Inicialmente, os personagens de 14 e 15 anos recebiam vídeos sobre tecnologia e comida. À medida que interagiam com postagens motivacionais e religiosas, passaram a ser expostos a conteúdos de extrema direita, desinformação política e discursos que reforçam estereótipos de gênero.

O objetivo do monitoramento era entender se o feed da plataforma popular entre crianças e adolescentes pode contribuir para a radicalização política, mas a resposta é mais complexa do que parece.

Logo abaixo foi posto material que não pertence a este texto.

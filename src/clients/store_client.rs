//! Shared plumbing for typed store clients.

use async_trait::async_trait;

use crate::store::{StoreClient, StoreEntity, StoreError};

/// Trait for record-specific clients to inherit the common read operations.
///
/// Keeps the typed wrappers thin: they supply the inner generic client and an
/// error mapping, and get `get` for free.
#[async_trait]
pub trait EntityClient<T: StoreEntity>: Send + Sync {
    /// The record-specific error type.
    type Error: Send + Sync;

    /// Access the inner generic client.
    fn inner(&self) -> &StoreClient<T>;

    /// Map store transport errors to the record-specific error type.
    fn map_error(e: StoreError<T::Error>) -> Self::Error;

    /// Fetch a record by ID.
    #[tracing::instrument(skip(self))]
    async fn get(&self, id: T::Id) -> Result<Option<T>, Self::Error> {
        tracing::debug!("Sending request");
        self.inner().get(id).await.map_err(Self::map_error)
    }
}
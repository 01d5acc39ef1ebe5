//! Generic store actor for managed record collections.
//!
//! The in-process stand-in for the external order store. One actor task owns
//! each record collection and serializes all access to it, which is what makes
//! status transitions atomic read-modify-writes.
//!
//! # Main Components
//!
//! - [`StoreEntity`] - contract a record type implements to be stored
//! - [`StoreActor`] - generic actor owning the records
//! - [`StoreClient`] - cloneable async handle to the actor
//!
//! # Testing
//!
//! See [`mock`] for scripting store behavior without spawning a real actor.

pub mod core;
pub mod mock;

pub use core::*;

Ao contrário do que mostram influenciadores red pills tradicionais, como Andrew Tate (milionário acusado de tráfico humano citado na série "Adolescência"), a misoginia no TikTok começa sutil.

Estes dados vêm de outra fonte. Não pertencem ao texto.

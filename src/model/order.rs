//! The canonical order record and its DTOs.

use std::fmt;

use chrono::{DateTime, Utc};
use serde::{Deserialize, Serialize};

use crate::model::OrderStatus;

/// One line of an order, with its per-unit preparation minutes.
///
/// Carrying `prep_minutes` on the item lets callers omit an explicit overall
/// prep time and have it derived from the item list instead.
#[derive(Debug, Clone, PartialEq, Serialize, Deserialize)]
pub struct OrderItem {
    pub name: String,
    pub qty: u32,
    #[serde(default)]
    pub prep_minutes: u32,
}

impl OrderItem {
    pub fn new(name: impl Into<String>, qty: u32, prep_minutes: u32) -> Self {
        Self {
            name: name.into(),
            qty,
            prep_minutes,
        }
    }
}

/// The persisted order record.
///
/// `eta_minutes` and `pickup_token` are computed exactly once, before the
/// record is inserted; the store never recomputes or reassigns them.
/// `status` is only ever mutated through the transition actions.
#[derive(Debug, Clone, Serialize, Deserialize)]
pub struct Order {
    pub id: String,
    pub vendor_id: String,
    pub student_id: String,
    pub items: Vec<OrderItem>,
    pub prep_minutes: u32,
    pub status: OrderStatus,
    pub eta_minutes: u32,
    pub pickup_token: String,
    pub created_at: DateTime<Utc>,
}

/// Creation payload for the order store.
///
/// The ETA and pickup token arrive pre-computed from the lifecycle service;
/// the store only assigns the ID, the initial status, and the timestamp.
#[derive(Clone)]
pub struct OrderCreate {
    pub vendor_id: String,
    pub student_id: String,
    pub items: Vec<OrderItem>,
    pub prep_minutes: u32,
    pub eta_minutes: u32,
    pub pickup_token: String,
}

// The token is a pickup credential; keep it out of debug logs.
impl fmt::Debug for OrderCreate {
    fn fmt(&self, f: &mut fmt::Formatter<'_>) -> fmt::Result {
        f.debug_struct("OrderCreate")
            .field("vendor_id", &self.vendor_id)
            .field("student_id", &self.student_id)
            .field("items", &self.items)
            .field("prep_minutes", &self.prep_minutes)
            .field("eta_minutes", &self.eta_minutes)
            .field("pickup_token", &"<redacted>")
            .finish()
    }
}

/// Query predicate for the order collection.
#[derive(Debug, Clone, Default)]
pub struct OrderFilter {
    /// Restrict to one vendor's orders; `None` matches every vendor.
    pub vendor_id: Option<String>,
    /// Restrict to orders still counting toward load (not yet collected).
    pub active_only: bool,
}

impl OrderFilter {
    /// Active (not yet collected) orders for one vendor. This is the filter
    /// behind both load counting and the queue listing.
    pub fn active_for(vendor_id: impl Into<String>) -> Self {
        Self {
            vendor_id: Some(vendor_id.into()),
            active_only: true,
        }
    }
}

/// Redacted listing projection of an order.
///
/// Deliberately has no `pickup_token` field: the token is returned once, in
/// the creation response, and never in any listing or query after that.
#[derive(Debug, Clone, Serialize)]
pub struct QueueEntry {
    pub order_id: String,
    pub student_id: String,
    pub items: Vec<OrderItem>,
    pub status: OrderStatus,
    pub eta_minutes: u32,
    pub created_at: DateTime<Utc>,
}

impl From<&Order> for QueueEntry {
    fn from(order: &Order) -> Self {
        Self {
            order_id: order.id.clone(),
            student_id: order.student_id.clone(),
            items: order.items.clone(),
            status: order.status,
            eta_minutes: order.eta_minutes,
            created_at: order.created_at,
        }
    }
}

Primeiro os perfis receberam vídeos sobre sonegação de impostos, exaltando figuras como Neymar e promovendo igrejas evangélicas. Depois, apareceram postagens de motivação e autoajuda, seguidas por conteúdos policiais. Até surgirem os vídeos sobre o "valor do homem" e outras ideologias misóginas - que falam mal de mulheres, as querem submissas e pregam o desprezo e até o ódio.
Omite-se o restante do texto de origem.